O ambiente de cortar à faca no bairro vai dar lugar à dor mais profunda nos próximos episódios de "Amor à Prova", na TVI. Tudo por causa da revolta dos vizinhos, que recusam aceitar que a família não queira vender a casa para dar lugar a um novo condomínio. A manifestação pacífica rapidamente se transforma numa invasão violenta, terminando com um desfecho fatal para Domingos.
O Ataque dos Vizinhos e o Colapso Ao ouvirem um barulho ensurdecedor vindouro do pátio, André e São saem de casa e deparam-se com uma multidão furiosa. Os vizinhos começam a arremessar fruta podre e pedras, forçando André a puxar a mãe para evitar os vidros partidos. O jovem mecânico tenta impor respeito: "Meus senhores, isto chama-se invasão de propriedade!". Contudo, a resposta da multidão surge em forma de insultos — chamam-lhe "Judas!" — e uma lata esmagada atinge-o violentamente na cabeça.
Ao ver o filho em perigo, Domingos sai da oficina em auxílio da família. O dono do espaço tenta argumentar, lembrando os tempos em que os ajudou a arranjar os carros sem levar dinheiro, mas ninguém o quer ouvir. Visivelmente indisposto, o mecânico começa a ficar com falta de ar e, num esgar de dor terrível, colapsa no chão do pátio.
Desespero na Clínica: "O amor da minha vida morreu" Num misto de stress e pânico, Cris conduz o Pantera a alta velocidade em direção à clínica, acompanhada por Bruno. Enquanto isso, André tenta desesperadamente ligar para a mãe, mas sem sucesso: "Já tentei setecentas vezes! Ela não atende!".
Quando finalmente chegam à unidade de saúde, a tragédia bate-lhes de frente. André surge lavado em lágrimas e Cris percebe de imediato o pior. Abraçada ao filho, São chora lavada em lágrimas e desaba num pranto inconsolável:
"Morreu, Cris... O teu pai... O teu pai... O amor da minha vida morreu!"
Mais tarde, em casa, a revolta mistura-se com o luto. São culpa-se por ter pedido ajuda ao marido para acalmar a multidão, enquanto André descarrega a sua fúria nos culpados: "O pai ia ser operado e aqueles filhos da mãe... Vieram aqui praticamente invadir a casa. Eu devia ir porta a porta partir-lhes a cara a todos!".

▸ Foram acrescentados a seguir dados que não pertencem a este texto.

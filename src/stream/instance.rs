//! A running graph bound to one transmission mode.

use super::mode::{IndexedItem, ModeSlot, TransmissionMode};
use super::queue::PushOutcome;
use super::correlation::DeliverOutcome;
use super::stats::{StreamCounters, StreamStats};
use crate::config::RuntimeConfig;
use crate::data::{DataInput, DataOutput, MultiResult, SinkSelector, SourceSelector};
use crate::engine::{
    ExecutionEngine, FrameTag, GraphDescription, GraphHandle, GraphTopology, SinkCallback,
    SinkDelivery, Submission,
};
use crate::error::{Result, StreamError};
use crate::runtime::Maintained;
use std::sync::atomic::{AtomicBool, AtomicU64, Ordering};
use std::sync::{Arc, Mutex, OnceLock, Weak};
use std::time::Duration;

/// Lifecycle of a [`PipelineInstance`].
#[derive(Debug, Clone, Copy, PartialEq, Eq, Hash)]
pub enum StreamState {
    New,
    Building,
    Running,
    Stopping,
    Destroyed,
}

/// State reachable from engine callbacks.
///
/// Callbacks hold only a `Weak` to this, never the instance itself.
struct Shared {
    name: String,
    topology: GraphTopology,
    config: RuntimeConfig,
    mode: OnceLock<ModeSlot>,
    closed: AtomicBool,
    state: Mutex<StreamState>,
    counters: StreamCounters,
}

impl Shared {
    fn set_state(&self, next: StreamState) {
        *self.state.lock().unwrap_or_else(|e| e.into_inner()) = next;
    }

    fn on_result(&self, delivery: SinkDelivery) {
        let SinkDelivery { sink, tag, output } = delivery;
        if let Err(err) = &output {
            tracing::error!(stream = %self.name, sink, error = %err, "engine reported a failed result");
        }

        let Some(slot) = self.mode.get() else {
            tracing::warn!(stream = %self.name, sink, "result arrived before any send, discarded");
            self.counters.add_discarded(1);
            return;
        };

        let stored = match slot {
            ModeSlot::Indexed(state) => {
                let origin = tag.map(|t| t.origin);
                match state.push(sink, IndexedItem { origin, output }) {
                    Some(PushOutcome::Queued) => true,
                    Some(PushOutcome::Overflowed) => {
                        tracing::warn!(stream = %self.name, sink, "result queue full, result dropped");
                        self.counters.add_overflowed(1);
                        return;
                    }
                    Some(PushOutcome::Closed) | None => false,
                }
            }
            ModeSlot::Correlated(table) | ModeSlot::CorrelatedMulti(table) => {
                let Some(id) = tag.and_then(|t| t.unique_id) else {
                    tracing::warn!(stream = %self.name, sink, "untagged result in correlated mode, discarded");
                    self.counters.add_discarded(1);
                    return;
                };
                let index = if matches!(slot, ModeSlot::Correlated(_)) { 0 } else { sink };
                match table.deliver(id, index, output) {
                    DeliverOutcome::Stored | DeliverOutcome::Completed => {
                        tracing::debug!(stream = %self.name, id, sink, "result stored");
                        true
                    }
                    DeliverOutcome::Discarded(reason) => {
                        tracing::warn!(stream = %self.name, id, sink, ?reason, "result discarded");
                        false
                    }
                }
            }
            ModeSlot::Detached => false,
        };

        if stored {
            self.counters.add_delivered(1);
        } else {
            self.counters.add_discarded(1);
        }
    }
}

/// One stream: a graph built by the engine plus the bookkeeping that turns
/// its callbacks into blocking, timeout-bounded request/response calls.
///
/// The transmission mode is fixed by the first send or get and every later
/// call must use the same mode.
pub struct PipelineInstance {
    shared: Arc<Shared>,
    engine: Arc<dyn ExecutionEngine>,
    graph: GraphHandle,
    next_id: AtomicU64,
}
impl MutationRecord {
    pub fn child_list(target: NodeId, added: Vec<NodeId>, removed: Vec<NodeId>) -> Self {
        Self {
            mutation_type: MutationType::ChildList,
            target,
            added_nodes: added,
            removed_nodes: removed,
            attribute_name: None,
            old_value: None,
        }
    }
}

/// Mutation observer options
#[derive(Debug, Clone, Default)]
pub struct MutationObserverInit {
    pub child_list: bool,
    pub attributes: bool,
    pub character_data: bool,
    pub subtree: bool,
    pub attribute_filter: Option<Vec<String>>,
}

impl MutationObserverInit {
    fn accepts(&self, mutation: &MutationRecord) -> bool {
        match mutation.mutation_type {
            MutationType::ChildList => self.child_list,
            MutationType::CharacterData => self.character_data,
            MutationType::Attributes => {
                self.attributes
                    && match (&self.attribute_filter, &mutation.attribute_name) {
                        (Some(filter), Some(name)) => filter.contains(name),
                        _ => true,
                    }
            }
        }
    }
}

/// Mutation observer
#[derive(Debug)]
pub struct MutationObserver {
    id: ObserverId,
    observations: Vec<(NodeId, MutationObserverInit)>,
    pending_records: Vec<MutationRecord>,
}

impl MutationObserver {
    pub fn new() -> Self {
        Self {
            id: ObserverId::next(),
            observations: Vec::new(),
            pending_records: Vec::new(),
        }
    }

    pub fn id(&self) -> ObserverId {
        self.id
    }

    /// Observe a target; observing the same target again replaces its options
    pub fn observe(&mut self, target: NodeId, options: MutationObserverInit) -> Result<(), ObserverError> {
        if !(options.child_list || options.attributes || options.character_data) {
            return Err(ObserverError::EmptyMutationInit);
        }
        match self.observations.iter_mut().find(|(n, _)| *n == target) {
            Some(slot) => slot.1 = options,
            None => self.observations.push((target, options)),
        }
        Ok(())
    }

    pub fn disconnect(&mut self) {
        self.observations.clear();
        self.pending_records.clear();
    }

    pub fn take_records(&mut self) -> Vec<MutationRecord> {
        std::mem::take(&mut self.pending_records)
    }

    pub fn is_observing(&self, node: NodeId) -> bool {
        self.observations.iter().any(|(n, _)| *n == node)
    }

    /// Queue a mutation if it falls under an observation. `ancestors` is the
    /// target's ancestor chain, used for `subtree` observations.
    pub fn record(&mut self, mutation: &MutationRecord, ancestors: &[NodeId]) {
        let interested = self.observations.iter().any(|(observed, options)| {
            let in_scope = *observed == mutation.target
                || (options.subtree && ancestors.contains(observed));
            in_scope && options.accepts(mutation)
        });

        if interested {
            self.pending_records.push(mutation.clone());
        }
    }

    pub fn has_pending(&self) -> bool {
        !self.pending_records.is_empty()
    }
}
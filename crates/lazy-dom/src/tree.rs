//! DOM Tree (arena-based allocation)

use crate::{Node, NodeId};

/// Arena-based DOM tree
///
/// Node 0 is always the document node. Removed nodes stay in the arena,
/// detached, so ids held elsewhere never alias a different node.
#[derive(Debug, Clone)]
pub struct DomTree {
    nodes: Vec<Node>,
}

impl DomTree {
    /// Create a tree holding only the document node
    pub fn new() -> Self {
        Self {
            nodes: vec![Node::document()],
        }
    }

    pub fn root(&self) -> NodeId {
        NodeId::ROOT
    }

    pub fn get(&self, id: NodeId) -> Option<&Node> {
        self.nodes.get(id.index())
    }

    pub fn get_mut(&mut self, id: NodeId) -> Option<&mut Node> {
        self.nodes.get_mut(id.index())
    }

    pub fn len(&self) -> usize {
        self.nodes.len()
    }

    pub fn is_empty(&self) -> bool {
        self.nodes.is_empty()
    }

    fn push(&mut self, node: Node) -> NodeId {
        let id = NodeId(self.nodes.len() as u32);
        self.nodes.push(node);
        id
    }

    /// Create a detached element
    pub fn create_element(&mut self, tag: &str) -> NodeId {
        self.push(Node::element(tag))
    }

    /// Create a detached text node
    pub fn create_text(&mut self, content: &str) -> NodeId {
        self.push(Node::text(content))
    }

    /// Create a detached comment node
    pub fn create_comment(&mut self, content: &str) -> NodeId {
        self.push(Node::comment(content))
    }

    /// Append `child` as the last child of `parent`, detaching it first.
    ///
    /// Returns false when either id is unknown or the move would create a
    /// cycle (appending an ancestor into its own subtree).
    pub fn append_child(&mut self, parent: NodeId, child: NodeId) -> bool {
        if self.get(parent).is_none() || self.get(child).is_none() || child == NodeId::ROOT {
            return false;
        }
        if parent == child || self.ancestors(parent).any(|a| a == child) {
            return false;
        }
        self.detach(child);
        self.nodes[child.index()].parent = parent;
        self.nodes[parent.index()].children.push(child);
        true
    }

    /// Remove `child` from `parent`. The node stays in the arena, detached.
    pub fn remove_child(&mut self, parent: NodeId, child: NodeId) -> bool {
        match self.get(child) {
            Some(node) if node.parent == parent => {
                self.detach(child);
                true
            }
            _ => false,
        }
    }

    fn detach(&mut self, child: NodeId) {
        let parent = self.nodes[child.index()].parent;
        if let Some(p) = self.nodes.get_mut(parent.index()) {
            p.children.retain(|&c| c != child);
        }
        self.nodes[child.index()].parent = NodeId::NONE;
    }

    pub fn parent(&self, id: NodeId) -> Option<NodeId> {
        self.get(id).map(|n| n.parent).filter(|p| p.is_valid())
    }

    /// Direct children in document order
    pub fn children(&self, id: NodeId) -> impl Iterator<Item = (NodeId, &Node)> + '_ {
        self.get(id)
            .map(|n| n.children.as_slice())
            .unwrap_or(&[])
            .iter()
            .filter_map(move |&c| self.get(c).map(|node| (c, node)))
    }

    /// Proper ancestors, nearest first
    pub fn ancestors(&self, id: NodeId) -> impl Iterator<Item = NodeId> + '_ {
        std::iter::successors(self.parent(id), move |&p| self.parent(p))
    }

    /// Descendants of `id` in pre-order (document order), excluding `id`
    pub fn descendants(&self, id: NodeId) -> Vec<NodeId> {
        let mut out = Vec::new();
        let mut stack: Vec<NodeId> = self
            .get(id)
            .map(|n| n.children.iter().rev().copied().collect())
            .unwrap_or_default();
        while let Some(next) = stack.pop() {
            out.push(next);
            if let Some(node) = self.get(next) {
                stack.extend(node.children.iter().rev().copied());
            }
        }
        out
    }

    /// True when `id` hangs off the document node
    pub fn is_connected(&self, id: NodeId) -> bool {
        id == NodeId::ROOT || self.ancestors(id).any(|a| a == NodeId::ROOT)
    }
}

impl Default for DomTree {
    fn default() -> Self {
        Self::new()
    }
}
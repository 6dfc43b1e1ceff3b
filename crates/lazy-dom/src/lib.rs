//! lazy-dom - Document Object Model for lazy-images
//!
//! Arena-allocated DOM tree plus the intersection and mutation observer
//! primitives a host environment exposes to page scripts.

mod attributes;
mod document;
mod geometry;
mod node;
mod observer;
mod selector;
mod tree;

pub use attributes::{Attr, NamedNodeMap};
pub use document::Document;
pub use geometry::DOMRect;
pub use node::{ElementData, Node, NodeData};
pub use observer::{
    IntersectionObserver, IntersectionObserverEntry, IntersectionObserverInit,
    IntersectionObserverManager, MutationObserver, MutationObserverInit,
    MarginLength, MutationObserverManager, MutationRecord, MutationType, ObserverError, ObserverId,
    RootMargin,
};
pub use selector::{CompoundSelector, SimpleSelector};
pub use tree::DomTree;

/// Node identifier (index into arena)
#[derive(Debug, Clone, Copy, PartialEq, Eq, Hash, PartialOrd, Ord)]
pub struct NodeId(pub(crate) u32);

impl NodeId {
    /// Root (document) node ID
    pub const ROOT: NodeId = NodeId(0);
    /// Sentinel for "no node"
    pub const NONE: NodeId = NodeId(u32::MAX);

    /// Build an id from a raw arena index
    pub const fn from_raw(index: u32) -> Self {
        NodeId(index)
    }

    /// Raw arena index
    pub fn index(self) -> usize {
        self.0 as usize
    }

    #[inline]
    pub fn is_valid(self) -> bool {
        self != Self::NONE
    }
}
//! Document - High-level document API

use crate::{CompoundSelector, DomTree, ElementData, NodeId};

/// HTML Document
#[derive(Debug, Clone)]
pub struct Document {
    /// The DOM tree
    pub tree: DomTree,
    url: String,
    html_element: NodeId,
    head_element: NodeId,
    body_element: NodeId,
}

impl Document {
    /// Create a document with an empty `<html><head><body>` skeleton
    pub fn new(url: &str) -> Self {
        let mut tree = DomTree::new();

        let html = tree.create_element("html");
        let head = tree.create_element("head");
        let body = tree.create_element("body");

        tree.append_child(tree.root(), html);
        tree.append_child(html, head);
        tree.append_child(html, body);

        Self {
            tree,
            url: url.to_string(),
            html_element: html,
            head_element: head,
            body_element: body,
        }
    }

    /// Create a document with only the document node; call `finalize`
    /// once the tree has been filled in.
    pub fn empty(url: &str) -> Self {
        Self {
            tree: DomTree::new(),
            url: url.to_string(),
            html_element: NodeId::NONE,
            head_element: NodeId::NONE,
            body_element: NodeId::NONE,
        }
    }

    /// Locate `<html>`, `<head>` and `<body>` after the tree was built
    pub fn finalize(&mut self) {
        let find_child = |tree: &DomTree, parent: NodeId, tag: &str| {
            tree.children(parent)
                .find(|(_, n)| n.as_element().is_some_and(|e| e.tag == tag))
                .map(|(id, _)| id)
                .unwrap_or(NodeId::NONE)
        };

        self.html_element = find_child(&self.tree, NodeId::ROOT, "html");
        self.head_element = find_child(&self.tree, self.html_element, "head");
        self.body_element = find_child(&self.tree, self.html_element, "body");
    }

    pub fn url(&self) -> &str {
        &self.url
    }

    /// Get `<html>` element
    pub fn document_element(&self) -> NodeId {
        self.html_element
    }

    pub fn head(&self) -> NodeId {
        self.head_element
    }

    pub fn body(&self) -> NodeId {
        self.body_element
    }

    pub fn tree(&self) -> &DomTree {
        &self.tree
    }

    pub fn tree_mut(&mut self) -> &mut DomTree {
        &mut self.tree
    }

    /// Element data for `id`, if it names an element
    pub fn element(&self, id: NodeId) -> Option<&ElementData> {
        self.tree.get(id).and_then(|n| n.as_element())
    }

    pub fn element_mut(&mut self, id: NodeId) -> Option<&mut ElementData> {
        self.tree.get_mut(id).and_then(|n| n.as_element_mut())
    }

    /// Create a detached element with attributes
    pub fn create_element(&mut self, tag: &str, attrs: &[(&str, &str)]) -> NodeId {
        let id = self.tree.create_element(tag);
        if let Some(el) = self.element_mut(id) {
            for (name, value) in attrs {
                el.set_attr(name, value);
            }
        }
        id
    }

    pub fn get_element_by_id(&self, id: &str) -> Option<NodeId> {
        self.tree
            .descendants(NodeId::ROOT)
            .into_iter()
            .find(|&n| self.element(n).and_then(|e| e.id()) == Some(id))
    }

    /// Does `node` match any selector of the list?
    pub fn matches(&self, node: NodeId, selectors: &[CompoundSelector]) -> bool {
        self.element(node)
            .is_some_and(|e| selectors.iter().any(|s| s.matches(e)))
    }

    /// Elements under `root` matching any selector, in document order.
    ///
    /// With `include_root` the root itself is tested first, which is what a
    /// scan rooted at a freshly inserted element needs.
    pub fn query_all(
        &self,
        root: NodeId,
        selectors: &[CompoundSelector],
        include_root: bool,
    ) -> Vec<NodeId> {
        let head = include_root.then_some(root);
        head.into_iter()
            .chain(self.tree.descendants(root))
            .filter(|&n| self.matches(n, selectors))
            .collect()
    }

    /// `querySelectorAll`: descendants of `root` only.
    /// Invalid selectors match nothing.
    pub fn query_selector_all(&self, root: NodeId, selector: &str) -> Vec<NodeId> {
        match CompoundSelector::parse_list(selector) {
            Some(list) => self.query_all(root, &list, false),
            None => {
                tracing::warn!("Unsupported selector: {}", selector);
                Vec::new()
            }
        }
    }
}

impl Default for Document {
    fn default() -> Self {
        Self::new("about:blank")
    }
}
//! Mutation Watch
//!
//! One subtree-wide child-list observation on `<body>`. Every element added
//! anywhere below it is scanned, rooted at the added element itself, so a
//! marked leaf matches directly and marked descendants of an inserted
//! subtree are found by the subtree search.

use crate::{Discovery, ElementHost, LoaderError, MutationHost};
use lazy_dom::{MutationObserverInit, MutationRecord, MutationType, NodeId, ObserverId};

/// Mutation Watch
#[derive(Debug)]
pub struct MutationWatch {
    observer: ObserverId,
    target: NodeId,
}

impl MutationWatch {
    /// Start observing `<body>` (or the document node when there is no
    /// body) for child-list changes at any depth
    pub fn arm<H: ElementHost + MutationHost>(host: &mut H) -> Result<Self, LoaderError> {
        let target = match host.body() {
            Some(body) => body,
            None => {
                tracing::debug!("Document has no body, watching the document node");
                host.document_node()
            }
        };

        let observer = host.create_mutation_observer();
        host.observe_mutations(
            observer,
            target,
            MutationObserverInit {
                child_list: true,
                subtree: true,
                ..Default::default()
            },
        )?;
        tracing::debug!("Mutation watch armed on {:?} with observer {}", target, observer);

        Ok(Self { observer, target })
    }

    pub fn observer(&self) -> ObserverId {
        self.observer
    }

    pub fn target(&self) -> NodeId {
        self.target
    }

    /// Marked elements introduced by a batch of records, in record order.
    /// Added text and comment nodes are ignored.
    pub fn discover<H: ElementHost + ?Sized>(
        &self,
        host: &H,
        discovery: &Discovery,
        records: &[MutationRecord],
    ) -> Vec<NodeId> {
        records
            .iter()
            .filter(|r| r.mutation_type == MutationType::ChildList)
            .flat_map(|r| r.added_nodes.iter().copied())
            .filter(|&node| host.is_element(node))
            .flat_map(|node| discovery.find_marked(host, node))
            .collect()
    }
}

A Última Despedida e uma Promessa Incomum No dia do funeral, o cortejo fúnebre avança num silêncio sepulcral pelas campas, com São completamente desfeita e amparada pelos filhos. Junto à cova, rodeada de flores e com uma fotografia sorridente de Domingos, Cris faz um discurso que emociona todos os presentes:
"O meu irmão, uma vez, contou-me que a Terra existe por aí há cinco mil milhões de anos. E estivemos aqui ao mesmo tempo que um homem chamado Domingos Ferraz... O nosso pai, Andrezito... O homem que nos ensinou tudo... Ensinou-nos o truque para ser boa pessoa. Basta tentar ser um bocadinho mais como ele... Mas sem as manchas de mostarda na camisa...".
Abalada mas determinada a honrar a memória do marido, São recusa fazer uma "festa de carpideiras". Recordando que Domingos pedia sempre um churrasco com vinho e música quando "batesse as botas", a viúva promete cumprir o desejo: "É isso que lhe vou dar".